I meant to say paired up on the last day of the final legs of an event if possible, sometimes its not but most times it could be. It would take a little leg work but it could be done, pre registration possiblely. Some will disagree I know and other ideas are out there. Also I agree with if at local shoots you feel something is wrong just don't shoot competitive if your there for the fun.


----------



## tjandy (Jun 10, 2005)

These are all very good ideas for tournaments. I do not see any way of correcting this for the local leagues however. You can shoot anytime during the week and if you try and get with the known cheater, I believe they would avoid it.
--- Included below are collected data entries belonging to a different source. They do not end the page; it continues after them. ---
//! # Validation Module
//!
//! Input validation utilities for Meridian.
//!
//! ## Validation Strategy
//! ```text
//! ┌─────────────────────────────────────────────────────────────────────────┐
//! │                      Validation Layers                                  │
//! │                                                                         │
//! │  Layer 1: Consumer (UI forms)                                          │
//! │  ├── Basic format checks (empty, length)                               │
//! │  └── Immediate user feedback                                           │
//! │           │                                                             │
//! │           ▼                                                             │
//! │  Layer 2: THIS MODULE (called by the repositories before any SQL)      │
//! │  ├── Business rule validation                                          │
//! │  └── Typed ValidationError, never a sentinel                           │
//! │           │                                                             │
//! │           ▼                                                             │
//! │  Layer 3: Database (SQLite)                                            │
//! │  ├── NOT NULL / CHECK constraints                                      │
//! │  ├── UNIQUE constraints                                                │
//! │  └── Foreign key constraints                                           │
//! │                                                                         │
//! │  Defense in depth: multiple layers catch different errors              │
//! └─────────────────────────────────────────────────────────────────────────┘
//! ```
//!
//! ## Usage
//! ```rust
//! use meridian_core::validation::{validate_code, validate_quantity};
//!
//! // Validate a business code before the database insert
//! validate_code("code", "PRD-1001").unwrap();
//!
//! // Validate a line-item quantity
//! validate_quantity(5).unwrap();
//! ```

use crate::error::ValidationError;
use crate::{MAX_ITEM_QUANTITY, MAX_ORDER_ITEMS};

/// Result type for validation operations.
pub type ValidationResult<T> = Result<T, ValidationError>;

// =============================================================================
// String Validators
// =============================================================================

/// Validates a business code (customer code, product code, order code,
/// invoice number, payment reference - they share one format rule).
///
/// ## Rules
/// - Must not be empty
/// - Must be at most 50 characters
/// - Only alphanumeric characters, hyphens, underscores
///
/// ## Example
/// ```rust
/// use meridian_core::validation::validate_code;
///
/// assert!(validate_code("code", "ORD-2025-0042").is_ok());
/// assert!(validate_code("code", "").is_err());
/// assert!(validate_code("code", "has space").is_err());
/// ```
pub fn validate_code(field: &str, code: &str) -> ValidationResult<()> {
    let code = code.trim();

    if code.is_empty() {
        return Err(ValidationError::Required {
            field: field.to_string(),
        });
    }

    if code.len() > 50 {
        return Err(ValidationError::TooLong {
            field: field.to_string(),
            max: 50,
        });
    }

    if !code
        .chars()
        .all(|c| c.is_alphanumeric() || c == '-' || c == '_')
    {
        return Err(ValidationError::InvalidFormat {
            field: field.to_string(),
            reason: "must contain only letters, numbers, hyphens, and underscores".to_string(),
        });
    }

    Ok(())
}

/// Validates a display name (customer, supplier, product, user full name).
///
/// ## Rules
/// - Must not be empty
/// - Must be at most 200 characters
pub fn validate_name(name: &str) -> ValidationResult<()> {
    let name = name.trim();

    if name.is_empty() {
        return Err(ValidationError::Required {
            field: "name".to_string(),
        });
    }

    if name.len() > 200 {
        return Err(ValidationError::TooLong {
            field: "name".to_string(),
            max: 200,
        });
    }

    Ok(())
}

/// Validates an email address when one is supplied.
///
/// Deliberately loose: one `@` with something on both sides. Real
/// verification happens by actually sending mail, not by regex.
pub fn validate_email(email: &str) -> ValidationResult<()> {
    let email = email.trim();

    if email.is_empty() {
        return Err(ValidationError::Required {
            field: "email".to_string(),
        });
    }

    if email.len() > 254 {
        return Err(ValidationError::TooLong {
            field: "email".to_string(),
            max: 254,
        });
    }

    let mut parts = email.splitn(2, '@');
    let local = parts.next().unwrap_or("");
    let domain = parts.next().unwrap_or("");
    if local.is_empty() || domain.is_empty() || domain.contains('@') {
        return Err(ValidationError::InvalidFormat {
            field: "email".to_string(),
            reason: "must look like user@domain".to_string(),
        });
    }

    Ok(())
}

/// Validates a login username.
///
/// ## Rules
/// - 3 to 50 characters
/// - Only alphanumeric characters, dots, hyphens, underscores
pub fn validate_username(username: &str) -> ValidationResult<()> {
    let username = username.trim();

    if username.is_empty() {
        return Err(ValidationError::Required {
            field: "username".to_string(),
        });
    }

    if username.len() < 3 {
        return Err(ValidationError::TooShort {
            field: "username".to_string(),
            min: 3,
        });
    }

    if username.len() > 50 {
        return Err(ValidationError::TooLong {
            field: "username".to_string(),
            max: 50,
        });
    }

    if !username
        .chars()
        .all(|c| c.is_alphanumeric() || c == '.' || c == '-' || c == '_')
    {
        return Err(ValidationError::InvalidFormat {
            field: "username".to_string(),
            reason: "must contain only letters, numbers, dots, hyphens, and underscores"
                .to_string(),
        });
    }

    Ok(())
}

/// Validates a plain-text password before hashing.
///
/// ## Rules
/// - At least 8 characters
pub fn validate_password(password: &str) -> ValidationResult<()> {
    if password.len() < 8 {
        return Err(ValidationError::TooShort {
            field: "password".to_string(),
            min: 8,
        });
    }

    Ok(())
}

// =============================================================================
// Numeric Validators
// =============================================================================

/// Validates a line-item quantity.
///
/// ## Rules
/// - Must be positive (> 0)
/// - Must not exceed MAX_ITEM_QUANTITY (999)
///
/// ## User Workflow
/// ```text
/// ┌─────────────────────────────────────────────────────────────────────────┐
/// │  Order Form: Add Line Item                                              │
/// │                                                                         │
/// │  User enters quantity: 5                                               │
/// │       │                                                                 │
/// │       ▼                                                                 │
/// │  validate_quantity(5) ← THIS FUNCTION                                  │
/// │       │                                                                 │
/// │       ├── qty <= 0? → Error: "quantity must be positive"               │
/// │       │                                                                 │
/// │       ├── qty > 999? → Error: out of range                             │
/// │       │                                                                 │
/// │       └── OK → Proceed to the stock-guarded insert                     │
/// │                                                                         │
/// └─────────────────────────────────────────────────────────────────────────┘
/// ```
pub fn validate_quantity(qty: i64) -> ValidationResult<()> {
    if qty <= 0 {
        return Err(ValidationError::MustBePositive {
            field: "quantity".to_string(),
        });
    }

    if qty > MAX_ITEM_QUANTITY {
        return Err(ValidationError::OutOfRange {
            field: "quantity".to_string(),
            min: 1,
            max: MAX_ITEM_QUANTITY,
        });
    }

    Ok(())
}

/// Validates a price or invoice amount in cents.
///
/// ## Rules
/// - Must be non-negative (>= 0)
/// - Zero is allowed (free items, zero-amount invoices)
///
/// ## Example
/// ```rust
/// use meridian_core::validation::validate_price_cents;
///
/// assert!(validate_price_cents(1099).is_ok());  // $10.99
/// assert!(validate_price_cents(0).is_ok());     // Free
/// assert!(validate_price_cents(-100).is_err()); // Invalid
/// ```
pub fn validate_price_cents(cents: i64) -> ValidationResult<()> {
    if cents < 0 {
        return Err(ValidationError::OutOfRange {
            field: "price".to_string(),
            min: 0,
            max: i64::MAX,
        });
    }

    Ok(())
}

/// Validates a payment amount in cents.
///
/// ## Rules
/// - Must be positive (> 0)
/// - Cannot pay zero or negative amounts
pub fn validate_payment_amount(cents: i64) -> ValidationResult<()> {
    if cents <= 0 {
        return Err(ValidationError::MustBePositive {
            field: "payment amount".to_string(),
        });
    }

    Ok(())
}

/// Validates an opening stock quantity.
///
/// ## Rules
/// - Must be non-negative (>= 0); stock never goes negative anywhere
pub fn validate_stock_quantity(qty: i64) -> ValidationResult<()> {
    if qty < 0 {
        return Err(ValidationError::OutOfRange {
            field: "stock_quantity".to_string(),
            min: 0,
            max: i64::MAX,
        });
    }

    Ok(())
}

// =============================================================================
// Collection Validators
// =============================================================================

/// Validates the number of line items on an order draft.
///
/// ## Rules
/// - At least one item (an order with nothing on it cannot be placed)
/// - Must not exceed MAX_ORDER_ITEMS (100)
pub fn validate_order_items(count: usize) -> ValidationResult<()> {
    if count == 0 {
        return Err(ValidationError::Required {
            field: "items".to_string(),
        });
    }

    if count > MAX_ORDER_ITEMS {
        return Err(ValidationError::OutOfRange {
            field: "items".to_string(),
            min: 1,
            max: MAX_ORDER_ITEMS as i64,
        });
    }

    Ok(())
}

// =============================================================================
// Unit Tests
// =============================================================================
//! # Domain Types
//!
//! Core domain types used throughout Meridian.
//!
//! ## Type Hierarchy
//! ```text
//! ┌─────────────────────────────────────────────────────────────────────────┐
//! │                         Domain Types                                    │
//! │                                                                         │
//! │  ┌──────────────┐    ┌──────────────┐    ┌──────────────┐              │
//! │  │   Customer   │───►│    Order     │◄───│  OrderItem   │              │
//! │  │  id, code    │    │  id, code    │    │  quantity    │              │
//! │  │  name, email │    │  total_cents │    │  unit_price  │              │
//! │  └──────────────┘    │  status      │    │  (captured)  │              │
//! │                      └──────┬───────┘    └──────┬───────┘              │
//! │  ┌──────────────┐           │                   │                      │
//! │  │   Supplier   │           ▼                   ▼                      │
//! │  │  id, code    │    ┌──────────────┐    ┌──────────────┐              │
//! │  └──────┬───────┘    │   Invoice    │◄───│   Payment    │              │
//! │         │            │  amount, due │    │  amount      │              │
//! │         ▼            │  status      │    │  paid_on     │              │
//! │  ┌──────────────┐    └──────────────┘    └──────────────┘              │
//! │  │   Product    │                                                      │
//! │  │  price_cents │     Invoice.status is DERIVED from the sum of        │
//! │  │  stock qty   │     its payments vs its amount (see `derived`)       │
//! │  └──────────────┘                                                      │
//! └─────────────────────────────────────────────────────────────────────────┘
//! ```
//!
//! ## Dual-Key Identity Pattern
//! Every entity has:
//! - `id`: i64 surrogate key assigned by the database on insert
//! - Business code: (customer code, product code, invoice number, ...) -
//!   human-readable, unique, potentially shown on documents

use chrono::{DateTime, NaiveDate, Utc};
use serde::{Deserialize, Serialize};

use crate::money::Money;

// =============================================================================
// Customer
// =============================================================================

/// A customer who places orders.
#[derive(Debug, Clone, Serialize, Deserialize)]
#[cfg_attr(feature = "sqlx", derive(sqlx::FromRow))]
pub struct Customer {
    /// Surrogate key assigned by the database.
    pub id: i64,

    /// Business code shown on documents (e.g. "CUST-0042").
    pub code: String,

    /// Display name.
    pub name: String,

    pub email: Option<String>,
    pub phone: Option<String>,
    pub address: Option<String>,

    /// When the customer record was created.
    pub registered_at: DateTime<Utc>,
}

/// Input for creating a customer. The id and registration timestamp are
/// assigned by the data layer.
#[derive(Debug, Clone, Serialize, Deserialize)]
pub struct NewCustomer {
    pub code: String,
    pub name: String,
    pub email: Option<String>,
    pub phone: Option<String>,
    pub address: Option<String>,
}

// =============================================================================
// Supplier
// =============================================================================

/// A supplier who provides products.
#[derive(Debug, Clone, Serialize, Deserialize)]
#[cfg_attr(feature = "sqlx", derive(sqlx::FromRow))]
pub struct Supplier {
    pub id: i64,
    pub code: String,
    pub name: String,
    pub contact_name: Option<String>,
    pub email: Option<String>,
    pub phone: Option<String>,
    pub address: Option<String>,
}

/// Input for creating a supplier.
#[derive(Debug, Clone, Serialize, Deserialize)]
pub struct NewSupplier {
    pub code: String,
    pub name: String,
    pub contact_name: Option<String>,
    pub email: Option<String>,
    pub phone: Option<String>,
    pub address: Option<String>,
}

// =============================================================================
// Product
// =============================================================================

/// A product that can appear on orders.
#[derive(Debug, Clone, Serialize, Deserialize)]
#[cfg_attr(feature = "sqlx", derive(sqlx::FromRow))]
pub struct Product {
    /// Surrogate key assigned by the database.
    pub id: i64,

    /// Business code - unique product identifier (e.g. "PRD-1001").
    pub code: String,

    /// Display name.
    pub name: String,

    /// Optional long description.
    pub description: Option<String>,

    /// Current list price in cents. Order items capture their own copy of
    /// this at order time; later price changes never affect placed orders.
    pub price_cents: i64,

    /// Available inventory. Mutated only through the stock-delta path in
    /// the data layer; never negative.
    pub stock_quantity: i64,

    /// Optional grouping category.
    pub category: Option<String>,

    /// Supplier this product is purchased from.
    pub supplier_id: Option<i64>,
}

impl Product {
    /// Returns the current list price as Money.
    #[inline]
    pub fn price(&self) -> Money {
        Money::from_cents(self.price_cents)
    }

    /// Checks whether `quantity` units could be taken from stock.
    pub fn has_stock(&self, quantity: i64) -> bool {
        self.stock_quantity >= quantity
    }
}
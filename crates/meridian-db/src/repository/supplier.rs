//! # Supplier Repository
//!
//! Database operations for suppliers. Products reference suppliers by id,
//! so a supplier with products cannot be deleted.

use sqlx::SqlitePool;
use tracing::debug;

use crate::error::{DbError, DbResult};
use meridian_core::validation::{validate_code, validate_email, validate_name};
use meridian_core::{NewSupplier, Supplier};

/// Repository for supplier database operations.
#[derive(Debug, Clone)]
pub struct SupplierRepository {
    pool: SqlitePool,
}

impl SupplierRepository {
    /// Creates a new SupplierRepository.
    pub fn new(pool: SqlitePool) -> Self {
        SupplierRepository { pool }
    }

    /// Creates a supplier.
    pub async fn create(&self, draft: NewSupplier) -> DbResult<Supplier> {
        validate_code("supplier code", &draft.code)?;
        validate_name(&draft.name)?;
        if let Some(email) = &draft.email {
            validate_email(email)?;
        }

        debug!(code = %draft.code, "Inserting supplier");

        let result = sqlx::query(
            r#"
            INSERT INTO suppliers (code, name, contact_name, email, phone, address)
            VALUES (?1, ?2, ?3, ?4, ?5, ?6)
            "#,
        )
        .bind(&draft.code)
        .bind(&draft.name)
        .bind(&draft.contact_name)
        .bind(&draft.email)
        .bind(&draft.phone)
        .bind(&draft.address)
        .execute(&self.pool)
        .await?;

        Ok(Supplier {
            id: result.last_insert_rowid(),
            code: draft.code,
            name: draft.name,
            contact_name: draft.contact_name,
            email: draft.email,
            phone: draft.phone,
            address: draft.address,
        })
    }

    /// Gets a supplier by its id.
    pub async fn get_by_id(&self, id: i64) -> DbResult<Option<Supplier>> {
        let supplier = sqlx::query_as::<_, Supplier>(
            r#"
            SELECT id, code, name, contact_name, email, phone, address
            FROM suppliers
            WHERE id = ?1
            "#,
        )
        .bind(id)
        .fetch_optional(&self.pool)
        .await?;

        Ok(supplier)
    }

    /// Gets a supplier by its business code.
    pub async fn get_by_code(&self, code: &str) -> DbResult<Option<Supplier>> {
        let supplier = sqlx::query_as::<_, Supplier>(
            r#"
            SELECT id, code, name, contact_name, email, phone, address
            FROM suppliers
            WHERE code = ?1
            "#,
        )
        .bind(code)
        .fetch_optional(&self.pool)
        .await?;

        Ok(supplier)
    }

    /// Lists all suppliers, sorted by name.
    pub async fn list(&self) -> DbResult<Vec<Supplier>> {
        let suppliers = sqlx::query_as::<_, Supplier>(
            r#"
            SELECT id, code, name, contact_name, email, phone, address
            FROM suppliers
            ORDER BY name
            "#,
        )
        .fetch_all(&self.pool)
        .await?;

        Ok(suppliers)
    }

    /// Updates a supplier's fields by id.
    pub async fn update(&self, supplier: &Supplier) -> DbResult<()> {
        validate_code("supplier code", &supplier.code)?;
        validate_name(&supplier.name)?;
        if let Some(email) = &supplier.email {
            validate_email(email)?;
        }

        debug!(id = %supplier.id, "Updating supplier");

        let result = sqlx::query(
            r#"
            UPDATE suppliers SET
                code = ?2,
                name = ?3,
                contact_name = ?4,
                email = ?5,
                phone = ?6,
                address = ?7
            WHERE id = ?1
            "#,
        )
        .bind(supplier.id)
        .bind(&supplier.code)
        .bind(&supplier.name)
        .bind(&supplier.contact_name)
        .bind(&supplier.email)
        .bind(&supplier.phone)
        .bind(&supplier.address)
        .execute(&self.pool)
        .await?;

        if result.rows_affected() == 0 {
            return Err(DbError::not_found("Supplier", supplier.id.to_string()));
        }

        Ok(())
    }

    /// Deletes a supplier.
    ///
    /// Fails with `ForeignKeyViolation` when products still reference it.
    pub async fn delete(&self, id: i64) -> DbResult<()> {
        debug!(id = %id, "Deleting supplier");

        let result = sqlx::query("DELETE FROM suppliers WHERE id = ?1")
            .bind(id)
            .execute(&self.pool)
            .await?;

        if result.rows_affected() == 0 {
            return Err(DbError::not_found("Supplier", id.to_string()));
        }

        Ok(())
    }

    /// Counts suppliers (for diagnostics).
    pub async fn count(&self) -> DbResult<i64> {
        let count: i64 = sqlx::query_scalar("SELECT COUNT(*) FROM suppliers")
            .fetch_one(&self.pool)
            .await?;

        Ok(count)
    }
}

// =============================================================================
// Unit Tests
// =============================================================================

#[cfg(test)]
mod tests {
    use super::*;
    use crate::pool::{Database, DbConfig};

    async fn test_db() -> Database {
        Database::new(DbConfig::in_memory()).await.unwrap()
    }

    fn draft(code: &str, name: &str) -> NewSupplier {
        NewSupplier {
            code: code.to_string(),
            name: name.to_string(),
            contact_name: Some("Sam Vendor".to_string()),
            email: None,
            phone: None,
            address: None,
        }
    }

    #[tokio::test]
    async fn test_create_get_update_delete() {
        let db = test_db().await;

        let mut supplier = db.suppliers().create(draft("SUP-1", "Parts Inc")).await.unwrap();
        assert!(supplier.id > 0);

        supplier.contact_name = Some("Pat Vendor".to_string());
        db.suppliers().update(&supplier).await.unwrap();

        let reloaded = db.suppliers().get_by_code("SUP-1").await.unwrap().unwrap();
        assert_eq!(reloaded.contact_name.as_deref(), Some("Pat Vendor"));

        db.suppliers().delete(supplier.id).await.unwrap();
        assert!(db.suppliers().get_by_id(supplier.id).await.unwrap().is_none());
    }

    #[tokio::test]
    async fn test_duplicate_code_rejected() {
        let db = test_db().await;
        db.suppliers().create(draft("SUP-1", "First")).await.unwrap();

        let err = db.suppliers().create(draft("SUP-1", "Second")).await.unwrap_err();
        assert!(matches!(err, DbError::UniqueViolation { .. }));
    }

    #[tokio::test]
    async fn test_list_and_count() {
        let db = test_db().await;
        db.suppliers().create(draft("SUP-B", "Beta Supply")).await.unwrap();
        db.suppliers().create(draft("SUP-A", "Alpha Supply")).await.unwrap();

        let all = db.suppliers().list().await.unwrap();
        assert_eq!(all.len(), 2);
        assert_eq!(all[0].name, "Alpha Supply");
        assert_eq!(db.suppliers().count().await.unwrap(), 2);
    }
}
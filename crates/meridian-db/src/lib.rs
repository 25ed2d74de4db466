//! # meridian-db: Database Layer for Meridian
//!
//! This crate provides database access for the Meridian back office.
//! It uses SQLite for local storage with sqlx for async operations.
//!
//! ## Architecture Position
//! ```text
//! ┌─────────────────────────────────────────────────────────────────────────┐
//! │                        Meridian Data Flow                               │
//! │                                                                         │
//! │  Caller (UI / service layer)                                            │
//! │       │                                                                 │
//! │       ▼                                                                 │
//! │  ┌─────────────────────────────────────────────────────────────────┐   │
//! │  │                   meridian-db (THIS CRATE)                      │   │
//! │  │                                                                 │   │
//! │  │   ┌───────────────┐    ┌───────────────┐    ┌──────────────┐  │   │
//! │  │   │   Database    │    │  Repositories │    │  Migrations  │  │   │
//! │  │   │   (pool.rs)   │    │  (order.rs,   │    │  (embedded)  │  │   │
//! │  │   │               │    │  invoice.rs,  │    │              │  │   │
//! │  │   │ SqlitePool    │◄───│  product.rs,  │    │ 0001_initial │  │   │
//! │  │   │ Connection    │    │  user.rs ...) │    │  _schema.sql │  │   │
//! │  │   │ Management    │    │               │    │              │  │   │
//! │  │   └───────────────┘    └───────────────┘    └──────────────┘  │   │
//! │  │                                                                 │   │
//! │  └─────────────────────────────────────────────────────────────────┘   │
//! │       │                                                                 │
//! │       ▼                                                                 │
//! │  ┌─────────────────────────────────────────────────────────────────┐   │
//! │  │                     SQLite Database                             │   │
//! │  │                  <data dir>/meridian.db                         │   │
//! │  └─────────────────────────────────────────────────────────────────┘   │
//! └─────────────────────────────────────────────────────────────────────────┘
//! ```
//!
//! ## Module Organization
//!
//! - [`pool`] - Connection pool creation and configuration
//! - [`migrations`] - Embedded database migrations
//! - [`error`] - Database error types
//! - [`repository`] - Repository implementations (customer, order, invoice, ...)
//!
//! ## Usage
//!
//! ```rust,ignore
//! use meridian_db::{Database, DbConfig};
//!
//! // Create database with default config (runs migrations)
//! let config = DbConfig::new("path/to/meridian.db");
//! let db = Database::new(config).await?;
//!
//! // Use repositories
//! let order = db.orders().create_order(draft).await?;
//! let invoices = db.invoices().list_by_order(order.id).await?;
//! ```

// =============================================================================
// Module Declarations
// =============================================================================

pub mod error;
pub mod migrations;
pub mod pool;
pub mod repository;

// =============================================================================
// Re-exports
// =============================================================================

pub use error::{DbError, DbResult};
pub use pool::{Database, DbConfig};

// Repository re-exports for convenience
pub use repository::customer::CustomerRepository;
pub use repository::invoice::InvoiceRepository;
pub use repository::order::OrderRepository;
pub use repository::product::ProductRepository;
pub use repository::supplier::SupplierRepository;
pub use repository::user::UserRepository;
Any ideas to correct cheating for leagues?? My team always shoots with another team, but there are a lot of these two man teams shooting alone. ??????????? You spend $100 plus to shoot, it should be a fair playing field!


----------



## tree_frog (Dec 17, 2003)

*The Zone*

LOL... Oh how I agree with being in the zone part, there are times my head is as soild as a rock and in one fail moment its like soup and stays that way for quite some time.. everyone has those days and most top archers understand it. Most of the time though it seems like soup LOL


----------



## Daniel Boone (May 31, 2002)

*We all have good and bad days*

Its not easy spotting someone cheating. 

As archers we just need to realize for a compititive sport to grow we need to be fair to all archers. Many put there heart and sole into practicing long hours and travel and spend there money to compete on a fair playing field.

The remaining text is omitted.